What you need to do
Using the records below, copy every line that holds the string "GeminiExtractor".

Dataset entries
╔══
use once_cell::sync::Lazy;
use regex::Regex;
use serde::Serialize;
use std::sync::Arc;
use tracing::{debug, info};

use super::anchors::{AnchorExtractor, IntentHint};
use super::attributes::{AttributeExtractor, AttributeSet};
use super::implicit::ImplicitResolver;
use super::normalizer::Normalizer;
use super::validators::{IdPolicy, PricePolicy};
use crate::ai::AiFallback;
use crate::session::Utterance;

/// What the operator's console should do about one utterance.
#[derive(Debug, Clone, Copy, PartialEq, Eq, Serialize)]
#[serde(rename_all = "lowercase")]
pub enum ActionKind {
    Buy,
    Cancel,
    Shipping,
    Question,
    Ignore,
}

/// One structured action produced from an utterance. Immutable once built;
/// a multi-claim utterance expands into several actions sharing one owner.
#[derive(Debug, Clone, Serialize)]
pub struct Action {
    pub kind: ActionKind,
    pub item_id: Option<u32>,
    pub price: Option<u32>,
    pub size: Option<String>,
    pub attributes: AttributeSet,
    /// Which stage resolved this ("anchor", "implicit-pair", "ai", ...)
    pub method: String,
    pub owner_name: String,
    pub owner_uid: String,
}

impl Action {
    fn ignore(owner_name: &str, owner_uid: &str, method: &str) -> Self {
        Self {
            kind: ActionKind::Ignore,
            item_id: None,
            price: None,
            size: None,
            attributes: AttributeSet::default(),
            method: method.to_string(),
            owner_name: owner_name.to_string(),
            owner_uid: owner_uid.to_string(),
        }
    }
}

/// Routing result: the emitted actions plus the normalized text for
/// diagnostics and speech readback.
#[derive(Debug, Clone)]
pub struct Routed {
    pub actions: Vec<Action>,
    pub normalized: String,
}

// Multi-claim shape: several space-separated numbers, optionally followed
// by a buyer name ("12 45 90 คุณสมชาย").
static MULTI_CLAIM: Lazy<Regex> =
    Lazy::new(|| Regex::new(r"^(\d+(?:\s+\d+)+)\s*(\D.*)?$").unwrap());

/// Orchestrates the extraction stages in priority order and emits actions.
///
/// Stage order is fixed: normalize → attributes → anchors → implicit →
/// AI fallback (only when no id was found). Nothing past this router ever
/// sees raw text.
pub struct IntentRouter {
    normalizer: Normalizer,
    attributes: AttributeExtractor,
    anchors: AnchorExtractor,
    implicit: ImplicitResolver,
    ai: Option<Arc<AiFallback>>,
    id_policy: IdPolicy,
}

impl IntentRouter {
    pub fn new(
        id_policy: IdPolicy,
        price_policy: PricePolicy,
        ai: Option<Arc<AiFallback>>,
    ) -> Self {
        Self {
            normalizer: Normalizer::new(),
            attributes: AttributeExtractor::new(),
            anchors: AnchorExtractor::new(id_policy.clone(), price_policy.clone()),
            implicit: ImplicitResolver::new(id_policy.clone(), price_policy),
            ai,
            id_policy,
        }
    }

    pub async fn route(&self, utterance: &Utterance, display_name: &str) -> Routed {
        let normalized = self.normalizer.normalize(&utterance.text);
        debug!(raw = %utterance.text, normalized = %normalized, "routing utterance");

        if normalized.is_empty() {
            return Routed {
                actions: vec![Action::ignore(display_name, &utterance.speaker_uid, "empty")],
                normalized,
            };
        }

        let extraction = self.attributes.extract(&normalized);
        let anchored = self.anchors.extract(&extraction.remaining);

        // Cancel and shipping outrank every other shape, including the
        // number list: "12 45 ยกเลิก" releases an item, it does not book two
        if anchored.intent == Some(IntentHint::Cancel) {
            return Routed {
                actions: vec![Action {
                    kind: ActionKind::Cancel,
                    item_id: anchored.item_id,
                    price: None,
                    size: None,
                    attributes: extraction.attributes,
                    method: "anchor".to_string(),
                    owner_name: display_name.to_string(),
                    owner_uid: utterance.speaker_uid.clone(),
                }],
                normalized,
            };
        }
        if anchored.intent == Some(IntentHint::Shipping) {
            return Routed {
                actions: vec![Action {
                    kind: ActionKind::Shipping,
                    item_id: None,
                    price: None,
                    size: None,
                    attributes: extraction.attributes,
                    method: "anchor".to_string(),
                    owner_name: display_name.to_string(),
                    owner_uid: utterance.speaker_uid.clone(),
                }],
                normalized,
            };
        }

        // Multi-claim: a list of bare numbers claims several items at
        // once. Checked ahead of the question heuristic, because question
        // words double as syllables in Thai nicknames and an explicit
        // number list is the stronger signal.
        if let Some(actions) = self.try_multi_claim(&normalized, utterance, display_name) {
            return Routed {
                actions,
                normalized,
            };
        }

        if anchored.intent == Some(IntentHint::Question) {
            return Routed {
                actions: vec![Action {
                    kind: ActionKind::Question,
                    item_id: None,
                    price: None,
                    size: None,
                    attributes: extraction.attributes,
                    method: "anchor".to_string(),
                    owner_name: display_name.to_string(),
                    owner_uid: utterance.speaker_uid.clone(),
                }],
                normalized,
            };
        }

        let implicit = self
            .implicit
            .resolve(&anchored.remaining, anchored.item_id, anchored.price);

        let mut item_id = implicit.item_id;
        let mut price = implicit.price;
        let mut size = extraction.attributes.size_letter.clone();
        let mut method = if anchored.item_id.is_some() {
            "anchor"
        } else {
            implicit.method.unwrap_or("none")
        }
        .to_string();

        // AI fallback only when the deterministic stages found no id and
        // the text is long enough to mean something
        if item_id.is_none() {
            match &self.ai {
                Some(ai) if ai.wants(&normalized) => {
                    if let Some(found) = ai.extract_debounced(&normalized).await {
                        item_id = found.item_id.filter(|&id| self.id_policy.is_valid(id));
                        price = price.or(found.price);
                        size = size.or(found.size);
                        if item_id.is_some() {
                            method = "ai".to_string();
                        }
                    }
                }
                Some(_) => debug!(text = %normalized, "AI fallback skipped, text too short"),
                None => debug!("AI fallback disabled"),
            }
        }

        let Some(id) = item_id else {
            info!(text = %normalized, "no item id resolved, ignoring");
            return Routed {
                actions: vec![Action::ignore(
                    display_name,
                    &utterance.speaker_uid,
                    &method,
                )],
                normalized,
            };
        };

        // Admin claims may carry a proxy buyer name in the leftover text
        let (owner_name, owner_uid) = self.resolve_owner(
            utterance,
            display_name,
            &anchored.remaining,
            id,
            price,
        );

        Routed {
            actions: vec![Action {
                kind: ActionKind::Buy,
                item_id: Some(id),
                price,
                size,
                attributes: extraction.attributes,
                method,
                owner_name,
                owner_uid,
            }],
            normalized,
        }
    }

    /// Two-or-more bare numbers in one message claim each listed item for
    /// one buyer. Requires at least three numbers, or a trailing buyer
    /// name, so that a plain "53 80" still resolves through the pair rule.
    fn try_multi_claim(
        &self,
        normalized: &str,
        utterance: &Utterance,
        display_name: &str,
    ) -> Option<Vec<Action>> {
        let caps = MULTI_CLAIM.captures(normalized)?;
        let numbers: Vec<u32> = caps
            .get(1)?
            .as_str()
            .split_whitespace()
            .filter_map(|t| t.parse().ok())
            .collect();
        let trailing_name = caps
            .get(2)
            .map(|m| m.as_str().trim())
            .filter(|s| !s.is_empty());

        if numbers.len() < 3 && trailing_name.is_none() {
            return None; // leave "53 80" to the pair rule
        }
        if !numbers.iter().all(|&n| self.id_policy.is_valid(n)) {
            return None;
        }

        let (owner_name, owner_uid) = match trailing_name {
            Some(name) if utterance.is_admin => proxy_owner(name),
            _ => (display_name.to_string(), utterance.speaker_uid.clone()),
        };

        info!(
            count = numbers.len(),
            owner = %owner_name,
            "multi-claim utterance"
        );

        Some(
            numbers
                .into_iter()
                .map(|id| Action {
                    kind: ActionKind::Buy,
                    item_id: Some(id),
                    price: None,
                    size: None,
                    attributes: AttributeSet::default(),
                    method: "multi-claim".to_string(),
                    owner_name: owner_name.clone(),
                    owner_uid: owner_uid.clone(),
                })
                .collect(),
        )
    }

    fn resolve_owner(
        &self,
        utterance: &Utterance,
        display_name: &str,
        leftover: &str,
        id: u32,
        price: Option<u32>,
    ) -> (String, String) {
        if !utterance.is_admin {
            return (display_name.to_string(), utterance.speaker_uid.clone());
        }

        // Strip the resolved numbers out of the leftover, what remains is
        // the proxy buyer name (if any)
        let mut name_part = leftover.to_string();
        name_part = name_part.replace(&id.to_string(), " ");
        if let Some(p) = price {
            name_part = name_part.replace(&p.to_string(), " ");
        }
        let name_part = name_part
            .trim_matches(|c: char| c.is_whitespace() || c == ':' || c == '-' || c == '=')
            .trim();

        if !name_part.is_empty() && !name_part.chars().all(|c| c.is_ascii_digit()) {
            proxy_owner(name_part)
        } else {
            (display_name.to_string(), utterance.speaker_uid.clone())
        }
    }
}

/// A synthetic uid keeps repeated proxy claims by the same admin from
/// colliding with the admin's own identity.
fn proxy_owner(name: &str) -> (String, String) {
    (
        name.to_string(),
        format!("proxy-{}", uuid::Uuid::new_v4()),
    )
}
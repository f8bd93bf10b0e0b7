use anyhow::Result;
use serde::Deserialize;

use crate::pipeline::{IdPolicy, PricePolicy};

#[derive(Debug, Deserialize, Default)]
#[serde(default)]
pub struct Config {
    pub service: ServiceConfig,
    pub pipeline: PipelineConfig,
    pub ai: AiConfig,
    pub audio: AudioConfig,
}

#[derive(Debug, Deserialize)]
#[serde(default)]
pub struct ServiceConfig {
    pub name: String,
    pub http: HttpConfig,
}

impl Default for ServiceConfig {
    fn default() -> Self {
        Self {
            name: "livesale".to_string(),
            http: HttpConfig::default(),
        }
    }
}

#[derive(Debug, Deserialize)]
#[serde(default)]
pub struct HttpConfig {
    pub bind: String,
    pub port: u16,
}

impl Default for HttpConfig {
    fn default() -> Self {
        Self {
            bind: "127.0.0.1".to_string(),
            port: 3030,
        }
    }
}

#[derive(Debug, Deserialize)]
#[serde(default)]
pub struct PipelineConfig {
    pub id: IdPolicy,
    pub price: PricePolicy,
    /// Item ids presented at session start; grows as the seller
    /// introduces higher ids
    pub initial_stock_size: u32,
}

impl Default for PipelineConfig {
    fn default() -> Self {
        Self {
            id: IdPolicy::default(),
            price: PricePolicy::default(),
            initial_stock_size: 70,
        }
    }
}

#[derive(Debug, Deserialize)]
#[serde(default)]
pub struct AiConfig {
    pub enabled: bool,
    pub endpoint: String,
    pub api_key: String,
    pub debounce_ms: u64,
    pub timeout_secs: u64,
    /// Shorter texts never reach the remote extractor
    pub min_text_len: usize,
}

impl Default for AiConfig {
    fn default() -> Self {
        Self {
            enabled: false,
            endpoint: String::new(),
            api_key: String::new(),
            debounce_ms: 1500,
            timeout_secs: 8,
            min_text_len: 6,
        }
    }
}

#[derive(Debug, Deserialize)]
#[serde(default)]
pub struct AudioConfig {
    pub remote_enabled: bool,
    pub remote_endpoint: String,
    pub voice: String,
    /// Local fallback speech command and its fixed arguments
    pub local_command: String,
    pub local_args: Vec<String>,
    pub speak_timeout_secs: u64,
}

impl Default for AudioConfig {
    fn default() -> Self {
        Self {
            remote_enabled: false,
            remote_endpoint: String::new(),
            voice: "th-TH-female".to_string(),
            local_command: "espeak-ng".to_string(),
            local_args: vec!["-v".to_string(), "th".to_string()],
            speak_timeout_secs: 10,
        }
    }
}

impl Config {
    /// Load from a config file if present; every field has a working
    /// default so a missing file just runs the stock setup.
    pub fn load(path: &str) -> Result<Self> {
        let settings = config::Config::builder()
            .add_source(config::File::with_name(path).required(false))
            .add_source(config::Environment::with_prefix("LIVESALE").separator("__"))
            .build()?;

        Ok(settings.try_deserialize()?)
    }
}
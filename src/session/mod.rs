//! Live session processing
//!
//! This module ties the pipeline, ledger and audio serializer together:
//! - `SalesProcessor` consumes chat messages and voice commands
//! - `NicknameCache` maps buyer uids to operator-assigned nicknames
//! - `VoiceControl` is the Idle/Listening/Restarting recognition loop
//! - `ResolutionLog` records how each utterance resolved, for offline
//!   analysis

mod diagnostics;
mod nickname;
mod processor;
mod voice;

pub use diagnostics::{ResolutionLog, ResolutionRecord, ResolutionStatus};
pub use nickname::NicknameCache;
pub use processor::{SalesProcessor, VoiceOutcome};
pub use voice::{VoiceControl, VoiceError, VoiceEvent, VoiceState};

use chrono::{DateTime, Utc};
use serde::Deserialize;

/// One unit of input text attributed to one speaker, from chat or
/// transcribed speech. Transient: consumed by the pipeline and discarded.
#[derive(Debug, Clone, Deserialize)]
pub struct Utterance {
    pub id: String,
    pub speaker_name: String,
    pub speaker_uid: String,
    #[serde(default)]
    pub is_admin: bool,
    pub text: String,
    pub received_at: DateTime<Utc>,
}
use anyhow::{Context, Result};
use clap::Parser;
use std::sync::Arc;
use std::time::Duration;
use tracing::info;

use livesale::ai::{AiFallback, GeminiExtractor};
use livesale::audio::{AudioSerializer, LocalSpeechEngine, RemoteSpeechEngine, TimedSfxPlayer};
use livesale::http::{create_router, AppState};
use livesale::ledger::{MemoryStockStore, ReservationLedger};
use livesale::pipeline::IntentRouter;
use livesale::session::{NicknameCache, ResolutionLog, SalesProcessor};
use livesale::Config;

#[derive(Debug, Parser)]
#[command(name = "livesale", about = "Live-commerce control panel core")]
struct Args {
    /// Config file (no extension), defaults apply when missing
    #[arg(short, long, default_value = "config/livesale")]
    config: String,
}

#[tokio::main]
async fn main() -> Result<()> {
    tracing_subscriber::fmt::init();

    let args = Args::parse();
    let cfg = Config::load(&args.config)?;

    info!("Livesale v0.1.0");
    info!("Loaded config: {}", cfg.service.name);

    // Audio: remote engine when configured, local command always as fallback
    let primary = cfg.audio.remote_enabled.then(|| {
        Arc::new(RemoteSpeechEngine::new(
            cfg.audio.remote_endpoint.clone(),
            cfg.audio.voice.clone(),
        )) as Arc<dyn livesale::audio::SpeechEngine>
    });
    let fallback = Arc::new(LocalSpeechEngine::new(
        cfg.audio.local_command.clone(),
        cfg.audio.local_args.clone(),
    ));
    let audio = AudioSerializer::new(
        primary,
        fallback,
        Arc::new(TimedSfxPlayer::default()),
        Duration::from_secs(cfg.audio.speak_timeout_secs),
    );

    // AI fallback extraction, optional
    let ai = cfg.ai.enabled.then(|| {
        Arc::new(AiFallback::new(
            Arc::new(GeminiExtractor::new(
                cfg.ai.endpoint.clone(),
                cfg.ai.api_key.clone(),
            )),
            Duration::from_millis(cfg.ai.debounce_ms),
            Duration::from_secs(cfg.ai.timeout_secs),
            cfg.ai.min_text_len,
        ))
    });

    let store = Arc::new(MemoryStockStore::new(cfg.pipeline.initial_stock_size));
    let ledger = Arc::new(ReservationLedger::new(store));

    let log = Arc::new(ResolutionLog::default());
    let nicknames = Arc::new(NicknameCache::new());
    let router = IntentRouter::new(cfg.pipeline.id.clone(), cfg.pipeline.price.clone(), ai);
    let processor = Arc::new(SalesProcessor::new(
        router,
        cfg.pipeline.id.clone(),
        cfg.pipeline.price.clone(),
        Arc::clone(&ledger),
        Arc::clone(&audio),
        Arc::clone(&nicknames),
        Arc::clone(&log),
    ));

    let state = AppState {
        processor,
        ledger,
        audio: Arc::clone(&audio),
        nicknames,
        log,
    };

    let app = create_router(state);
    let addr = format!("{}:{}", cfg.service.http.bind, cfg.service.http.port);
    info!("HTTP server listening on {}", addr);

    let listener = tokio::net::TcpListener::bind(&addr)
        .await
        .with_context(|| format!("failed to bind {}", addr))?;
    axum::serve(listener, app).await?;

    Ok(())
}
╚══
The completed task
use livesale::ai::{AiFallback, GeminiExtractor};
            Arc::new(GeminiExtractor::new(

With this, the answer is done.